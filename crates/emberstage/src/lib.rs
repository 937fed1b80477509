pub mod catalog;
pub mod config;
pub mod defines;
pub mod error;
pub mod executor;
pub mod expr;
pub mod planner;
pub mod util;

pub use error::{Error, Result};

Required work
Output every entry exactly as given.

Answer box
filename crates/emberstage/src/lib.rs
repository 937fed1b80477509
pub mod catalog;
pub mod config;
pub mod defines;
pub mod error;
pub mod executor;
pub mod expr;
pub mod planner;
pub mod util;

pub use error::{Error, Result};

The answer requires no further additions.